*** Begin section ***

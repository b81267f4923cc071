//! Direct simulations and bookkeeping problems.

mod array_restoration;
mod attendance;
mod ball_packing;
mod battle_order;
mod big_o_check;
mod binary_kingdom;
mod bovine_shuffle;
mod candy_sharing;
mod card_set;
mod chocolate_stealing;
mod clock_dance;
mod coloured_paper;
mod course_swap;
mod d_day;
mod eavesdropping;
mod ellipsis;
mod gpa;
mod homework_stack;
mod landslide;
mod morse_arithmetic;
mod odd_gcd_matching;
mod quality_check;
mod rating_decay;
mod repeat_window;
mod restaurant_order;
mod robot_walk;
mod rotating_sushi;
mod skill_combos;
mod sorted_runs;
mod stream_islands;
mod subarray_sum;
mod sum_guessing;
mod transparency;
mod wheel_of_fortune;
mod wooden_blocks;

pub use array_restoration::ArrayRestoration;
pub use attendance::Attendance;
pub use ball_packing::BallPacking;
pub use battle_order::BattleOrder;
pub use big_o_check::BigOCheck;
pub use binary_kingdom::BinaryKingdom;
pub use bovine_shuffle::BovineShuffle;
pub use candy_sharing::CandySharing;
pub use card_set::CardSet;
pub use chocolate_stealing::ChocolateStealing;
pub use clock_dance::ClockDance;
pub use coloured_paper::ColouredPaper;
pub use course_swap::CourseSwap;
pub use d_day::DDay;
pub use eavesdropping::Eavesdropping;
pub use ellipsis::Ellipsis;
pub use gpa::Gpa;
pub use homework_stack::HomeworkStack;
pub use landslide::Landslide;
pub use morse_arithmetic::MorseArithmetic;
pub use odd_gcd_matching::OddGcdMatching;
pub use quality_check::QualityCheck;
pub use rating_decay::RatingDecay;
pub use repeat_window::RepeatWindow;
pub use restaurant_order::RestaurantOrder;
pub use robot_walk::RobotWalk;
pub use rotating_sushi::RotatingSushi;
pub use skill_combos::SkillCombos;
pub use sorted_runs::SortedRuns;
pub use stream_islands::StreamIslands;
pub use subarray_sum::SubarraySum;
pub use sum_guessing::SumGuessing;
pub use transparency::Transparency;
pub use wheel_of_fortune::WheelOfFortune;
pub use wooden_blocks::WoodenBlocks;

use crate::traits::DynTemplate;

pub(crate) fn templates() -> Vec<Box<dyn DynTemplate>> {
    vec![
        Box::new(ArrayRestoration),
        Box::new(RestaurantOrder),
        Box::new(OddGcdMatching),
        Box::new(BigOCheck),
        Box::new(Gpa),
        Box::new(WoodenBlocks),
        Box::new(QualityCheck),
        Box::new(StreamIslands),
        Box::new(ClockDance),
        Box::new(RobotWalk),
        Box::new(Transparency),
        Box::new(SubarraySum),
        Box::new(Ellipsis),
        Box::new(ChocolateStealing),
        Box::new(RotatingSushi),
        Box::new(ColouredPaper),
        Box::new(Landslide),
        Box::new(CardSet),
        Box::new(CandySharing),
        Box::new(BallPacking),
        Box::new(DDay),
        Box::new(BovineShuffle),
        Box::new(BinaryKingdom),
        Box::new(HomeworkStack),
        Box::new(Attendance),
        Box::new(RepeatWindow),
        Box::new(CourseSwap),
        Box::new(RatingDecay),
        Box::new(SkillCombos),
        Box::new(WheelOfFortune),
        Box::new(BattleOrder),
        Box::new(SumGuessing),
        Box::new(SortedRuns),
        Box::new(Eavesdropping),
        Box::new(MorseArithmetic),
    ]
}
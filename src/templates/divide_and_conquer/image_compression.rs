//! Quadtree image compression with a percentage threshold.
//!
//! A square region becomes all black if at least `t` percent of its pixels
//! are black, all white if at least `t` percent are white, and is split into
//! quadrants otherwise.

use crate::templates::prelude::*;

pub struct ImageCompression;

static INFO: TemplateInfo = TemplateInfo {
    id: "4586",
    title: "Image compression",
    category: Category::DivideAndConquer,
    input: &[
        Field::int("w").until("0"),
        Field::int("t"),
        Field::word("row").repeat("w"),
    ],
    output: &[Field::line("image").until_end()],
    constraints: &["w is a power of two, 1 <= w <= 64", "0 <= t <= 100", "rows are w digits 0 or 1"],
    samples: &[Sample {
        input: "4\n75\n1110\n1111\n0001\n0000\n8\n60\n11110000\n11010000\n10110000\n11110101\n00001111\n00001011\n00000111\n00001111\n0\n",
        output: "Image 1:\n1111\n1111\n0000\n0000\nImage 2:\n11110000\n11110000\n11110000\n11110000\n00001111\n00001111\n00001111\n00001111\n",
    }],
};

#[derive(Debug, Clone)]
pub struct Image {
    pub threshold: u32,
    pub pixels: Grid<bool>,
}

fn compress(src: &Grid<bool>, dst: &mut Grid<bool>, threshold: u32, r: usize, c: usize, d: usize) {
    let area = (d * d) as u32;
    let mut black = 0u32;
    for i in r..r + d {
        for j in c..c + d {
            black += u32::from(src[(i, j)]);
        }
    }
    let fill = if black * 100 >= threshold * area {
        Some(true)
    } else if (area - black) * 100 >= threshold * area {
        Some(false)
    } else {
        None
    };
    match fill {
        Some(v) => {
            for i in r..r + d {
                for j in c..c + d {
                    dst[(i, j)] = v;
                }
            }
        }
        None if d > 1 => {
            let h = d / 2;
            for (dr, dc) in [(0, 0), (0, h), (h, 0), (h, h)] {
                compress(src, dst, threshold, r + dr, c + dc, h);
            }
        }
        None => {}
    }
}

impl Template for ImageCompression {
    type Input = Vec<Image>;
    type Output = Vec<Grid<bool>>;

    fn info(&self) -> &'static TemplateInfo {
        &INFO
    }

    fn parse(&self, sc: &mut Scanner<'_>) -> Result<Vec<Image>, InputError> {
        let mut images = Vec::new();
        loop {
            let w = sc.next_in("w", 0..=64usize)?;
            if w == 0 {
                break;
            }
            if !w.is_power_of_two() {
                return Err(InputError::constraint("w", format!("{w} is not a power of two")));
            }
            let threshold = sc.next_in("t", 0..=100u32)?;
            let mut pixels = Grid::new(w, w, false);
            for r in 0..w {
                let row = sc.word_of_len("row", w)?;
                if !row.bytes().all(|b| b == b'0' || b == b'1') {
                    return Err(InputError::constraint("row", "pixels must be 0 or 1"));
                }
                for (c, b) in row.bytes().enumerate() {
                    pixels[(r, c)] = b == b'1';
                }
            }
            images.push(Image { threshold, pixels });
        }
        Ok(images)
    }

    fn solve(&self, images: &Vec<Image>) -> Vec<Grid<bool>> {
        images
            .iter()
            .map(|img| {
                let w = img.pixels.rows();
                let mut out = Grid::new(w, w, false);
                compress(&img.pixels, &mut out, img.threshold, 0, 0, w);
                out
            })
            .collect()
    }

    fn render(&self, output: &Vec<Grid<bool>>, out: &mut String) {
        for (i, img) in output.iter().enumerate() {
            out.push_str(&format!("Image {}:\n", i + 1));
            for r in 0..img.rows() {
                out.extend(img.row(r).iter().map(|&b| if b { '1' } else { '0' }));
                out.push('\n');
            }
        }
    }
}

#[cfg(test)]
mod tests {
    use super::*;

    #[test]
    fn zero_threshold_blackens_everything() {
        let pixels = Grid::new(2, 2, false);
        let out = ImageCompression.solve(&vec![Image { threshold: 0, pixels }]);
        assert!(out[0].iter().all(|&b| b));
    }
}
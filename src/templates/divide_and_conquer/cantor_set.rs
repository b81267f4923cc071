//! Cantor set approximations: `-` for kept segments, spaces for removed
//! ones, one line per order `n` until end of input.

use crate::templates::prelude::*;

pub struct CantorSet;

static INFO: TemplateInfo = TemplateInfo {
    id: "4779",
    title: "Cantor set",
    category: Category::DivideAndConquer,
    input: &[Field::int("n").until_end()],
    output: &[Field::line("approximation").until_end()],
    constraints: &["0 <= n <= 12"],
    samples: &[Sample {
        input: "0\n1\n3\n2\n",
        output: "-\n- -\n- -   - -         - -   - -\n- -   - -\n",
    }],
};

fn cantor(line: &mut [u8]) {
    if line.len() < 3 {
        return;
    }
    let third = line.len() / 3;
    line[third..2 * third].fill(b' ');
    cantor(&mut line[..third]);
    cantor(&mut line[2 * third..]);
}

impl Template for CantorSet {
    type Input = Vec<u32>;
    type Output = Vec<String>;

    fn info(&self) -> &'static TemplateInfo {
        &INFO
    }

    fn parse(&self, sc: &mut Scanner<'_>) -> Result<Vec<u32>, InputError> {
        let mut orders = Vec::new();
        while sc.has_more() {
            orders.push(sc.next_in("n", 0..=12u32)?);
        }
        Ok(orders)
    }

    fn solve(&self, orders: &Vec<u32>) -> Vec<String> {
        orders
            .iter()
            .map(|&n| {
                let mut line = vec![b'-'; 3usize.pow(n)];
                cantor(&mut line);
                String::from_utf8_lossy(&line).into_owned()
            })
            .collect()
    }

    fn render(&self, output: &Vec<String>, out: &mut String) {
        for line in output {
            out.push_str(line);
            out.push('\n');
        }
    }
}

*** End section ***

- **Exercise aim**: Above are records; repeat only the lines starting at the line with "type Output = Vec<Grid<bool>>;" and ending at the line with "for r in 0..w", exactly as they appear, both included.

- **Task response**:
    type Output = Vec<Grid<bool>>;

    fn info(&self) -> &'static TemplateInfo {
        &INFO
    }

    fn parse(&self, sc: &mut Scanner<'_>) -> Result<Vec<Image>, InputError> {
        let mut images = Vec::new();
        loop {
            let w = sc.next_in("w", 0..=64usize)?;
            if w == 0 {
                break;
            }
            if !w.is_power_of_two() {
                return Err(InputError::constraint("w", format!("{w} is not a power of two")));
            }
            let threshold = sc.next_in("t", 0..=100u32)?;
            let mut pixels = Grid::new(w, w, false);
            for r in 0..w {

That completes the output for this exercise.